Dentro da cova de seu algoz — não por acaso o personagem tem o nome de Átila, cunhado de sua irmã —, Peter tenta de todas as formas sair dos círculos de perversidade que se repetem e no qual sua alma havia sido aprisionada. É como se o rapaz estivesse em um vídeo game e não conseguisse sair de fase. E é justamente este conceito que vai percorrer toda a narrativa. Não é à toa que o sonho de Peter é, justamente, criar um jogo, os “Zombies in love”, com o auxílio do qual as pessoas pudessem fazer ajustes em suas próprias vidas.

A terceira parte começa com a surreal imagem de Peter correndo na praia, após ter sido surrado, e tomando consciência de que perdeu toda a sua pele e de que está andando em carne viva. Aqui se materializa, na narrativa, os comandos de um jogo de videogame. As ações vão se sucedendo como se estivéssemos jogando, o próprio narrador não sabe onde está e, como nós leitores, vai descobrindo à medida em que avança, em que segue adiante.

A atmosfera de terror se amplia com a presença de uma menina com a tatuagem do número 444 (cifra considerada maldita pelos orientais).
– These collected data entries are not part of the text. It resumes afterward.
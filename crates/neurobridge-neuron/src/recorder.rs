// Copyright 2025 Neuraville Inc.
// SPDX-License-Identifier: Apache-2.0

//! Recording of spikes and membrane potential.
//!
//! A [`Recorder`] tracks a growing set of local cells. Tracing is switched
//! on in the engine once per cell; data is pulled from the engine on `get`
//! and ordered by ascending gid.

use std::collections::BTreeMap;
use std::fmt;
use std::path::{Path, PathBuf};
use std::str::FromStr;

use ndarray::Array2;
use neurobridge_core::Gid;
use tracing::debug;

use crate::cell::{CellId, Population};
use crate::engine::{CellHandle, Engine};
use crate::error::{Result, SimulatorError};
use crate::output::{format_rows, CompatibleOutput, OutputHeader, StandardHeaderWriter};
use crate::simulator::Simulator;

#[derive(Debug, Clone, Copy, PartialEq, Eq)]
pub enum RecordVariable {
    Spikes,
    V,
}

impl RecordVariable {
    pub fn as_str(&self) -> &'static str {
        match self {
            RecordVariable::Spikes => "spikes",
            RecordVariable::V => "v",
        }
    }

    /// Column layout of [`Recorder::get`] tables
    pub fn columns(&self) -> &'static str {
        match self {
            RecordVariable::Spikes => "t id",
            RecordVariable::V => "t v id",
        }
    }

    fn ncols(&self) -> usize {
        match self {
            RecordVariable::Spikes => 2,
            RecordVariable::V => 3,
        }
    }
}

impl fmt::Display for RecordVariable {
    fn fmt(&self, f: &mut fmt::Formatter<'_>) -> fmt::Result {
        f.write_str(self.as_str())
    }
}

impl FromStr for RecordVariable {
    type Err = SimulatorError;

    fn from_str(s: &str) -> Result<Self> {
        match s {
            "spikes" => Ok(RecordVariable::Spikes),
            "v" => Ok(RecordVariable::V),
            other => Err(SimulatorError::UnknownVariable(other.to_string())),
        }
    }
}

/// Where [`Recorder::write`] puts data when no file is given
#[derive(Debug, Clone, PartialEq, Eq)]
pub enum RecordOutput {
    File(PathBuf),
    /// A temporary file, created on first write and reused afterwards
    TempFile,
    /// Data stays in memory; `write` needs an explicit file
    Memory,
}

pub struct Recorder {
    variable: RecordVariable,
    population: Option<Population>,
    output: RecordOutput,
    temp_path: Option<PathBuf>,
    output_dir: Option<PathBuf>,
    recorded: BTreeMap<Gid, CellHandle>,
    compatible: Box<dyn CompatibleOutput>,
}

impl Recorder {
    /// # Errors
    ///
    /// [`SimulatorError::UnknownVariable`] unless `variable` is `"spikes"` or `"v"`.
    pub fn new(variable: &str, population: Option<Population>, output: RecordOutput) -> Result<Self> {
        Ok(Self {
            variable: variable.parse()?,
            population,
            output,
            temp_path: None,
            output_dir: None,
            recorded: BTreeMap::new(),
            compatible: Box::new(StandardHeaderWriter),
        })
    }

    pub fn with_compatible_output(mut self, writer: Box<dyn CompatibleOutput>) -> Self {
        self.compatible = writer;
        self
    }

    /// Resolve relative output paths against `dir`, created on first write
    pub fn with_output_dir(mut self, dir: impl Into<PathBuf>) -> Self {
        self.output_dir = Some(dir.into());
        self
    }

    pub fn variable(&self) -> RecordVariable {
        self.variable
    }

    pub fn recorded_ids(&self) -> impl Iterator<Item = Gid> + '_ {
        self.recorded.keys().copied()
    }

    pub fn output(&self) -> &RecordOutput {
        &self.output
    }

    /// Add cells to the recorded set and enable tracing for the new ones.
    ///
    /// Cells outside the recorder's population and cells without a local
    /// engine object are skipped. Returns the number of newly recorded cells.
    pub fn record<E: Engine>(&mut self, sim: &mut Simulator<E>, ids: &[CellId]) -> Result<usize> {
        let mut added = 0;
        for id in ids {
            if let Some(population) = &self.population {
                if !population.is_local(id.gid) {
                    continue;
                }
            }
            let Some(handle) = id.cell() else {
                continue;
            };
            if self.recorded.contains_key(&id.gid) {
                continue;
            }

            let engine = sim.engine_mut();
            match self.variable {
                RecordVariable::Spikes => engine.record_spikes(handle)?,
                RecordVariable::V => engine.record_v(handle)?,
            }
            self.recorded.insert(id.gid, handle);
            added += 1;
        }

        debug!(
            "[RECORDER] Recording {} for {} new cells ({} total)",
            self.variable,
            added,
            self.recorded.len()
        );
        Ok(added)
    }

    /// Recorded data as a table: `(t, id)` rows for spikes, `(t, v, id)` for
    /// membrane potential. Spikes later than the current time (plus the
    /// configured tolerance) are left out.
    ///
    /// Rows are grouped per cell in ascending gid order, whatever order the
    /// cells were passed to [`Recorder::record`] in.
    ///
    /// `gather` is accepted for interface compatibility; only local data is
    /// returned.
    pub fn get<E: Engine>(&self, sim: &Simulator<E>, _gather: bool) -> Result<Array2<f64>> {
        let engine = sim.engine();
        let mut flat = Vec::new();

        match self.variable {
            RecordVariable::Spikes => {
                let limit = sim.t() + sim.spike_time_tolerance();
                for (gid, handle) in &self.recorded {
                    for t in engine.spike_times(*handle)? {
                        if t <= limit {
                            flat.extend_from_slice(&[t, gid.as_f64()]);
                        }
                    }
                }
            }
            RecordVariable::V => {
                for (gid, handle) in &self.recorded {
                    let times = engine.record_times(*handle)?;
                    let values = engine.v_trace(*handle)?;
                    push_voltage_rows(&mut flat, *gid, &times, &values)?;
                }
            }
        }

        let ncols = self.variable.ncols();
        Ok(Array2::from_shape_vec((flat.len() / ncols, ncols), flat)?)
    }

    /// Write recorded data and return the path written to.
    ///
    /// The destination is `file` if given, else the recorder's own output.
    pub fn write<E: Engine>(
        &mut self,
        sim: &Simulator<E>,
        file: Option<&Path>,
        gather: bool,
        compatible_output: bool,
    ) -> Result<PathBuf> {
        let data = self.get(sim, gather)?;
        let path = self.destination(file)?;

        std::fs::write(&path, format_rows(&data))?;

        if compatible_output {
            let header = OutputHeader {
                variable: self.variable.to_string(),
                columns: self.variable.columns().to_string(),
                dt: sim.dt(),
                n: data.nrows(),
                first_id: self
                    .population
                    .as_ref()
                    .and_then(Population::first_id)
                    .or_else(|| self.recorded.keys().next().copied()),
                last_id: self
                    .population
                    .as_ref()
                    .and_then(Population::last_id)
                    .or_else(|| self.recorded.keys().next_back().copied()),
                label: self.population.as_ref().map(|p| p.label().to_string()),
            };
            self.compatible.write_compatible_output(&path, &header)?;
        }

        debug!(
            "[RECORDER] Wrote {} rows of {} to {}",
            data.nrows(),
            self.variable,
            path.display()
        );
        Ok(path)
    }

    fn destination(&mut self, file: Option<&Path>) -> Result<PathBuf> {
        if let Some(file) = file {
            return self.resolve(file);
        }
        match &self.output {
            RecordOutput::File(path) => {
                let path = path.clone();
                self.resolve(&path)
            }
            RecordOutput::TempFile => {
                if let Some(path) = &self.temp_path {
                    return Ok(path.clone());
                }
                let (_, path) = tempfile::Builder::new()
                    .prefix("neurobridge_")
                    .suffix(&format!("_{}.dat", self.variable))
                    .tempfile()?
                    .keep()
                    .map_err(|e| SimulatorError::Io(e.error))?;
                self.temp_path = Some(path.clone());
                Ok(path)
            }
            RecordOutput::Memory => Err(SimulatorError::NoOutputDestination),
        }
    }
}

fn push_voltage_rows(flat: &mut Vec<f64>, gid: Gid, times: &[f64], values: &[f64]) -> Result<()> {
    if times.len() != values.len() {
        return Err(SimulatorError::TraceLengthMismatch {
            gid,
            times: times.len(),
            values: values.len(),
        });
    }
    for (t, v) in times.iter().zip(values) {
        flat.extend_from_slice(&[*t, *v, gid.as_f64()]);
    }
    Ok(())
}

impl Recorder {
    fn resolve(&self, path: &Path) -> Result<PathBuf> {
        match &self.output_dir {
            Some(dir) if path.is_relative() => {
                std::fs::create_dir_all(dir)?;
                Ok(dir.join(path))
            }
            _ => Ok(path.to_path_buf()),
        }
    }
}

impl fmt::Debug for Recorder {
    fn fmt(&self, f: &mut fmt::Formatter<'_>) -> fmt::Result {
        f.debug_struct("Recorder")
            .field("variable", &self.variable)
            .field("output", &self.output)
            .field("recorded", &self.recorded.len())
            .finish_non_exhaustive()
    }
}

#[cfg(test)]
mod tests {
    use super::*;

    #[test]
    fn test_unknown_variable_is_rejected() {
        let err = Recorder::new("gsyn", None, RecordOutput::Memory).unwrap_err();
        assert!(matches!(err, SimulatorError::UnknownVariable(ref v) if v == "gsyn"));
    }

    #[test]
    fn test_memory_output_needs_explicit_file() {
        let mut recorder = Recorder::new("spikes", None, RecordOutput::Memory).unwrap();
        assert!(matches!(
            recorder.destination(None),
            Err(SimulatorError::NoOutputDestination)
        ));
        let explicit = recorder.destination(Some(Path::new("out.dat"))).unwrap();
        assert_eq!(explicit, PathBuf::from("out.dat"));
    }

    #[test]
    fn test_relative_paths_resolve_against_output_dir() {
        let dir = tempfile::tempdir().unwrap();
        let out = dir.path().join("results");
        let mut recorder = Recorder::new(
            "spikes",
            None,
            RecordOutput::File(PathBuf::from("exc.dat")),
        )
        .unwrap()
        .with_output_dir(&out);

        assert_eq!(recorder.destination(None).unwrap(), out.join("exc.dat"));
        assert!(out.is_dir());
        assert_eq!(
            recorder.destination(Some(Path::new("inh.dat"))).unwrap(),
            out.join("inh.dat")
        );

        let absolute = dir.path().join("elsewhere.dat");
        assert_eq!(recorder.destination(Some(&absolute)).unwrap(), absolute);
    }

    #[test]
    fn test_voltage_rows_need_matching_traces() {
        let mut flat = Vec::new();
        push_voltage_rows(&mut flat, Gid(3), &[0.0, 0.1], &[-65.0, -64.5]).unwrap();
        assert_eq!(flat, vec![0.0, -65.0, 3.0, 0.1, -64.5, 3.0]);

        let err = push_voltage_rows(&mut flat, Gid(4), &[0.0, 0.1, 0.2], &[-65.0]).unwrap_err();
        assert!(matches!(
            err,
            SimulatorError::TraceLengthMismatch {
                gid: Gid(4),
                times: 3,
                values: 1
            }
        ));
        assert_eq!(flat.len(), 6);
    }

    #[test]
    fn test_temp_file_is_created_once() {
        let mut recorder = Recorder::new("v", None, RecordOutput::TempFile).unwrap();
        let first = recorder.destination(None).unwrap();
        let second = recorder.destination(None).unwrap();
        assert_eq!(first, second);
        assert!(first.exists());
        std::fs::remove_file(first).unwrap();
    }
}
Esta personagem é, portanto, para usar uma terminologia dos contos de fadas, o personagem auxiliar cujo objetivo é ajudar o herói em sua jornada. Criada pelos avós, a estranha menina compartilha com Peter o mesmo trauma do abuso sexual e os constantes maus tratos físicos dentro de casa. Chegou a flagrar a avó em um ritual satânico. “Eu tinha acabado de chegar do trabalho, quando vi minha avó na cozinha com uma faca muito amolada. A faca que utilizava para cortar carne. Descascando o que eu pensava fosse uma raiz de mandioca. Percebi depois que a raiz estava se mexendo. Vi então, que ela estava descascando um grande lagarto vivo”.

O romance avança e é preciso ir à fase seguinte. A chave para isso é superar os traumas que nos mantêm presos ao passado como verdadeiros zumbis. E é isso o que faz Peter. Caso este desfecho soe, à primeira vista, como algum aceno ao facilitário, não se preocupe. Em O Garoto que não sabia dizer não, o ritmo segue sem fazer qualquer concessão aos apelos de uma filosofia rasteira ou de autoajuda.

Devido a uma mensagem enviada pela menina da tatuagem 444, enquanto jogava o seu “Zombies in Love”, Peter foi instruído a ir até a basílica de Nossa Senhora Aparecida. Há um lugar para ir. Um banco, embaixo do qual estará um bilhete.  É naquele território do sagrado que esta história de terror vai se acabar como uma apoteose, resultante de um ritmo que nos prepara e leva para uma metáfora assustadoramente bela. A chave para a libertação está soterrada no nosso inconsciente cristão. Para conseguir libertar-se do passado é preciso exercitar o perdão.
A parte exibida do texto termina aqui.